Most patients undergoing total hip arthroplasty (THA) have an uneventful and relatively pain-free future, whereas some patients will have further health-care encounters related to their hip joints. These contacts may be for revision of the ipsilateral hip. The hip might also be re-operated on for reasons not necessitating exchange or extraction of the implant or any of its parts. Some patients will need surgery on the opposite hip and may also undergo re-operation or revision surgery on the second hip. Better knowledge of patients’ hip-related timeline (HRT) may improve the understanding and expectations of patients, surgeons, and healthcare providers. Further healthcare contacts are important in the case of bundled payments, tariffs, and payments-by-results (Burwell 2015, Jubelt et al. 2017). The increasing demands and financial pressures on health systems make predictions of further contacts with healthcare providers important.

Several studies have described the lifetime risk for revision and long-term mortality, but few have described the different paths (i.e., contralateral THA, revisions, and death) the patient can follow (Gillam et al. 2012, 2013, Abdel et al. 2016, Maradit Kremers et al. 2016, Sanders et al. 2017). The increased availability and quality of longitudinal data have stimulated the development of life-history models. Multi-state analysis has been advocated as a natural framework, studying transitions between different stages (Commenges 1999) and has been shown to provide a convenient framework for the handling of a wide variety of medical conditions, characterized by multiple events where longitudinal data are available (Farewell and Tom 2014). This framework allows for the combining of several possible outcomes in a single analysis and aids the depiction of the hip-related timeline that patients potentially could follow. This is in contrast with the more classical survival analysis, as employed in most studies, which is only able to depict transition from one stage to another. Additionally, multi-state analysis facilitates systematic handling of the laterality problem, an inevitably characteristic of every survival analysis in the field of arthroplasty (Ranstam et al. 2011).

We describe the probability for further hip-related surgery on the same or opposite side using the first primary total hip replacement on either side as the index operation and the probability of dying during the study period.

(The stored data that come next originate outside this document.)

fn main() {
    println!("Run `cargo test -p wire-compat` to execute wire compatibility tests.");
}

#[cfg(test)]
mod tests {
    use std::fs;
    use std::path::PathBuf;

    use bugrelay_protocol::console_log::ConsoleLogEntry;
    use bugrelay_protocol::envelope::Envelope;
    use bugrelay_protocol::messages::{
        ReportDetailsResponse, ReportListResponse, SubmitReportRequest, SubmitReportResponse,
    };

    /// Returns the path to the fixtures directory.
    fn fixtures_dir() -> PathBuf {
        PathBuf::from(env!("CARGO_MANIFEST_DIR")).join("fixtures")
    }

    /// Loads a fixture JSON file and returns it as a `serde_json::Value`.
    ///
    /// Fixtures are payloads recorded from the browser SDK talking to the
    /// backend, committed verbatim.
    fn load_fixture(name: &str) -> serde_json::Value {
        let path = fixtures_dir().join(name);
        let data = fs::read_to_string(&path)
            .unwrap_or_else(|e| panic!("failed to read fixture {}: {e}", path.display()));
        serde_json::from_str(&data)
            .unwrap_or_else(|e| panic!("failed to parse fixture {}: {e}", path.display()))
    }

    /// Normalizes JSON numbers so integer-valued floats compare equal.
    ///
    /// JavaScript serializes `3.0` as `3`; comparing through f64 keeps both
    /// spellings equal.
    fn normalize_value(v: &serde_json::Value) -> serde_json::Value {
        match v {
            serde_json::Value::Number(n) => {
                if let Some(f) = n.as_f64() {
                    serde_json::json!(f)
                } else {
                    v.clone()
                }
            }
            serde_json::Value::Object(map) => {
                let normalized: serde_json::Map<String, serde_json::Value> = map
                    .iter()
                    .map(|(k, v)| (k.clone(), normalize_value(v)))
                    .collect();
                serde_json::Value::Object(normalized)
            }
            serde_json::Value::Array(arr) => {
                serde_json::Value::Array(arr.iter().map(normalize_value).collect())
            }
            _ => v.clone(),
        }
    }

    /// Deserializes a fixture into a Rust type, re-serializes it, and compares
    /// the JSON values (order-independent, float-normalized comparison).
    fn roundtrip_test<T>(name: &str)
    where
        T: serde::de::DeserializeOwned + serde::Serialize,
    {
        let fixture = load_fixture(name);
        let parsed: T = serde_json::from_value(fixture.clone())
            .unwrap_or_else(|e| panic!("failed to deserialize {name}: {e}"));
        let reserialized = serde_json::to_value(&parsed)
            .unwrap_or_else(|e| panic!("failed to re-serialize {name}: {e}"));

        let norm_fixture = normalize_value(&fixture);
        let norm_reserialized = normalize_value(&reserialized);
        assert_eq!(
            norm_fixture, norm_reserialized,
            "roundtrip mismatch for {name}:\n  recorded: {fixture}\n  Rust:     {reserialized}"
        );
    }

    // --- Request payloads ---

    #[test]
    fn fixture_submit_report_user_fields() {
        roundtrip_test::<SubmitReportRequest>("submit_report_user_fields.json");
    }

    #[test]
    fn fixture_submit_report_reporter_fields() {
        roundtrip_test::<SubmitReportRequest>("submit_report_reporter_fields.json");
    }

    #[test]
    fn fixture_console_log_entry_mixed_args() {
        roundtrip_test::<ConsoleLogEntry>("console_log_entry_mixed_args.json");
    }

    #[test]
    fn submit_fixture_preserves_raw_args() {
        // The args array must stay raw values, exactly as the browser sent
        // them, not a tagged encoding.
        let fixture = load_fixture("submit_report_user_fields.json");
        let req: SubmitReportRequest = serde_json::from_value(fixture.clone()).unwrap();
        let reserialized = serde_json::to_value(&req).unwrap();
        assert_eq!(
            reserialized["console_logs"][1]["args"],
            fixture["console_logs"][1]["args"]
        );
    }

    #[test]
    fn metadata_keys_stay_camel_case() {
        let fixture = load_fixture("submit_report_user_fields.json");
        let req: SubmitReportRequest = serde_json::from_value(fixture).unwrap();
        assert!(req.metadata.contains_key("userAgent"));
        assert!(req.metadata.contains_key("screenResolution"));
        assert!(req.metadata.contains_key("viewport"));
    }

    // --- Response envelopes ---

    #[test]
    fn fixture_envelope_submit_success() {
        roundtrip_test::<Envelope<SubmitReportResponse>>("envelope_submit_success.json");
    }

    #[test]
    fn fixture_envelope_failure() {
        roundtrip_test::<Envelope<serde_json::Value>>("envelope_failure.json");
    }

    #[test]
    fn failure_fixture_message_is_used_verbatim() {
        let env: Envelope<serde_json::Value> =
            serde_json::from_value(load_fixture("envelope_failure.json")).unwrap();
        assert!(!env.success);
        assert_eq!(env.failure_message(401), "Invalid API key");
    }

    #[test]
    fn fixture_report_list_response() {
        roundtrip_test::<ReportListResponse>("report_list_response.json");
    }

    #[test]
    fn fixture_report_details_response() {
        roundtrip_test::<ReportDetailsResponse>("report_details_response.json");
    }

    // --- Backward and forward compatibility ---

    #[test]
    fn list_without_pagination_parses() {
        // Older backends return the bare array with no paging block.
        let json = r#"{"bug_reports":[]}"#;
        let resp: ReportListResponse = serde_json::from_str(json).unwrap();
        assert!(resp.pagination.is_none());
    }

    #[test]
    fn newer_backend_status_degrades_to_unknown() {
        let json = r#"{
            "id": "b7c2",
            "status": "triaged",
            "description": "scroll position jumps after reload",
            "page_url": "https://app.example.com/feed",
            "created_at": "2025-06-03T09:00:00Z"
        }"#;
        let report: bugrelay_protocol::report::BugReport = serde_json::from_str(json).unwrap();
        assert_eq!(
            report.status,
            bugrelay_protocol::report::ReportStatus::Unknown
        );
    }

    #[test]
    fn envelope_without_error_block_parses() {
        let env: Envelope<serde_json::Value> =
            serde_json::from_str(r#"{"success":false}"#).unwrap();
        assert_eq!(env.failure_message(502), "HTTP 502");
    }
}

We also depict the influences of known patient-related, surgery-related, and socio-economic factors using prospectively collected and linked data from a national database.

Patients and methods

Prospectively collected data from the Swedish Hip Arthroplasty Register (SHAR) were obtained and analyzed for all patients who received a first recorded primary THA for elective reasons (non-acute trauma-related and no tumor surgery) using the validated and linked research database to access surgical-, patient-related, and socio-economic factors (Cnudde et al. 2016). Data were available for 133,654 patients who underwent a first THA between January 1, 1999 and December 31, 2012 (Figure 1). The choice of study period was guided by the availability of the linked dataset for this period. All patients who had received a THA prior to this period were excluded. Bilateral single-stage primaries were also excluded (1,202 cases). The selected cohort of patients was then followed until the end of the study period (December 31, 2012) or death and revisions were recorded. We defined revision as exchange or extraction of the implant or any of its parts. The Swedish healthcare system provides universal access to healthcare for its residents and each hospital contact for every individual is recorded in a centrally governed system. Government databases also hold information on socioeconomic factors of all residents. Death dates are recorded by the Tax Office and are linked on a regular basis with the SHAR as well as other governmental databases. The SHAR is part of the Quality Registers in Sweden (QR) and the centralized information collection system in the Nordic Countries has been well recognized for its population-based research (Emilsson et al. 2015).

Figure 1. Flowchart of the patients included in this study (January 1, 1999–December 31, 2012).

Statistics

Continuous variables were summarized as means (SD), categorical variables as percentages.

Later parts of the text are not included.